● Description of the task:
Below are the entries; return every line among them that holds the word "email".

● Recorded information:
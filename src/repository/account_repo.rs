// ==========================================
// 劳动时间经济核算系统 - 账户仓储
// ==========================================
// 余额 = Σ 收到金额 − Σ 发出金额；自转账不计入
// 红线: Repository 不含业务逻辑
// ==========================================

use crate::domain::account::Account;
use crate::domain::types::AccountType;
use crate::domain::user::AccountOwner;
use crate::repository::company_repo::map_company_row;
use crate::repository::error::{RepositoryError, RepositoryResult};
use crate::repository::member_repo::map_member_row;
use crate::repository::row_utils::{build_in_clause, get_decimal, get_uuid};
use crate::domain::user::SocialAccounting;
use rusqlite::{params, params_from_iter, Connection, OptionalExtension, Row};
use rust_decimal::Decimal;
use std::collections::HashMap;
use std::sync::{Arc, Mutex, MutexGuard};
use uuid::Uuid;

// ==========================================
// AccountRepository - 账户仓储
// ==========================================
pub struct AccountRepository {
    conn: Arc<Mutex<Connection>>,
}

impl AccountRepository {
    pub fn new(conn: Arc<Mutex<Connection>>) -> Self {
        Self { conn }
    }

    fn get_conn(&self) -> RepositoryResult<MutexGuard<'_, Connection>> {
        self.conn
            .lock()
            .map_err(|e| RepositoryError::LockError(e.to_string()))
    }

    /// 创建账户
    pub fn create_account(&self, account_type: AccountType) -> RepositoryResult<Account> {
        let conn = self.get_conn()?;
        let account = Account {
            id: Uuid::new_v4(),
            account_type,
        };
        insert_account(&conn, &account)?;
        Ok(account)
    }

    pub fn find_by_id(&self, account_id: &Uuid) -> RepositoryResult<Option<Account>> {
        let conn = self.get_conn()?;
        let account = conn
            .query_row(
                "SELECT account_id, account_type FROM account WHERE account_id = ?1",
                params![account_id.to_string()],
                map_account_row,
            )
            .optional()?;
        Ok(account)
    }

    /// 账户余额
    pub fn get_account_balance(&self, account_id: &Uuid) -> RepositoryResult<Decimal> {
        let conn = self.get_conn()?;
        account_balance(&conn, account_id)
    }

    /// 批量余额查询；未出现在任何交易中的账户余额为 0
    pub fn balances_of(&self, accounts: &[Uuid]) -> RepositoryResult<HashMap<Uuid, Decimal>> {
        if accounts.is_empty() {
            return Ok(HashMap::new());
        }
        let conn = self.get_conn()?;
        balances_with(&conn, accounts)
    }

    /// 查询账户持有者（成员 / 企业 / 社会核算）
    pub fn get_account_owner(&self, account_id: &Uuid) -> RepositoryResult<Option<AccountOwner>> {
        let conn = self.get_conn()?;
        let id = account_id.to_string();

        let member = conn
            .query_row(
                "SELECT member_id, name, email, account_id, registered_on, confirmed_on
                 FROM member WHERE account_id = ?1",
                params![id],
                map_member_row,
            )
            .optional()?;
        if let Some(member) = member {
            return Ok(Some(AccountOwner::Member(member)));
        }

        let company = conn
            .query_row(
                "SELECT company_id, name, email, means_account, raw_material_account,
                        work_account, product_account, registered_on, confirmed_on
                 FROM company
                 WHERE means_account = ?1 OR raw_material_account = ?1
                    OR work_account = ?1 OR product_account = ?1",
                params![id],
                map_company_row,
            )
            .optional()?;
        if let Some(company) = company {
            return Ok(Some(AccountOwner::Company(company)));
        }

        let social = conn
            .query_row(
                "SELECT social_accounting_id, account_id FROM social_accounting WHERE account_id = ?1",
                params![id],
                |row| {
                    Ok(SocialAccounting {
                        id: get_uuid(row, 0)?,
                        account: get_uuid(row, 1)?,
                    })
                },
            )
            .optional()?;
        Ok(social.map(AccountOwner::SocialAccounting))
    }
}

/// 在给定连接（通常是事务）上查询单个账户余额
pub(crate) fn account_balance(conn: &Connection, account_id: &Uuid) -> RepositoryResult<Decimal> {
    let balances = balances_with(conn, &[*account_id])?;
    Ok(balances.get(account_id).copied().unwrap_or(Decimal::ZERO))
}

fn balances_with(conn: &Connection, accounts: &[Uuid]) -> RepositoryResult<HashMap<Uuid, Decimal>> {
    let mut balances: HashMap<Uuid, Decimal> =
        accounts.iter().map(|a| (*a, Decimal::ZERO)).collect();
    let ids: Vec<String> = accounts.iter().map(|a| a.to_string()).collect();

    // 收入
    let sql = format!(
        "SELECT receiving_account, amount_received FROM ledger_transaction \
         WHERE {} AND sending_account <> receiving_account",
        build_in_clause("receiving_account", ids.len())
    );
    let mut stmt = conn.prepare(&sql)?;
    let rows = stmt.query_map(params_from_iter(ids.iter()), |row| {
        Ok((get_uuid(row, 0)?, get_decimal(row, 1)?))
    })?;
    for row in rows {
        let (account, amount) = row?;
        *balances.entry(account).or_insert(Decimal::ZERO) += amount;
    }

    // 支出
    let sql = format!(
        "SELECT sending_account, amount_sent FROM ledger_transaction \
         WHERE {} AND sending_account <> receiving_account",
        build_in_clause("sending_account", ids.len())
    );
    let mut stmt = conn.prepare(&sql)?;
    let rows = stmt.query_map(params_from_iter(ids.iter()), |row| {
        Ok((get_uuid(row, 0)?, get_decimal(row, 1)?))
    })?;
    for row in rows {
        let (account, amount) = row?;
        *balances.entry(account).or_insert(Decimal::ZERO) -= amount;
    }

    Ok(balances)
}

pub(crate) fn insert_account(conn: &Connection, account: &Account) -> RepositoryResult<()> {
    conn.execute(
        "INSERT INTO account (account_id, account_type) VALUES (?1, ?2)",
        params![account.id.to_string(), account.account_type.to_db_str()],
    )?;
    Ok(())
}

fn map_account_row(row: &Row<'_>) -> rusqlite::Result<Account> {
    let raw_type: String = row.get(1)?;
    let account_type = AccountType::parse(&raw_type).ok_or_else(|| {
        rusqlite::Error::FromSqlConversionFailure(
            1,
            rusqlite::types::Type::Text,
            format!("未知账户类型: {}", raw_type).into(),
        )
    })?;
    Ok(Account {
        id: get_uuid(row, 0)?,
        account_type,
    })
}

● Output:
                "SELECT member_id, name, email, account_id, registered_on, confirmed_on
                "SELECT company_id, name, email, means_account, raw_material_account,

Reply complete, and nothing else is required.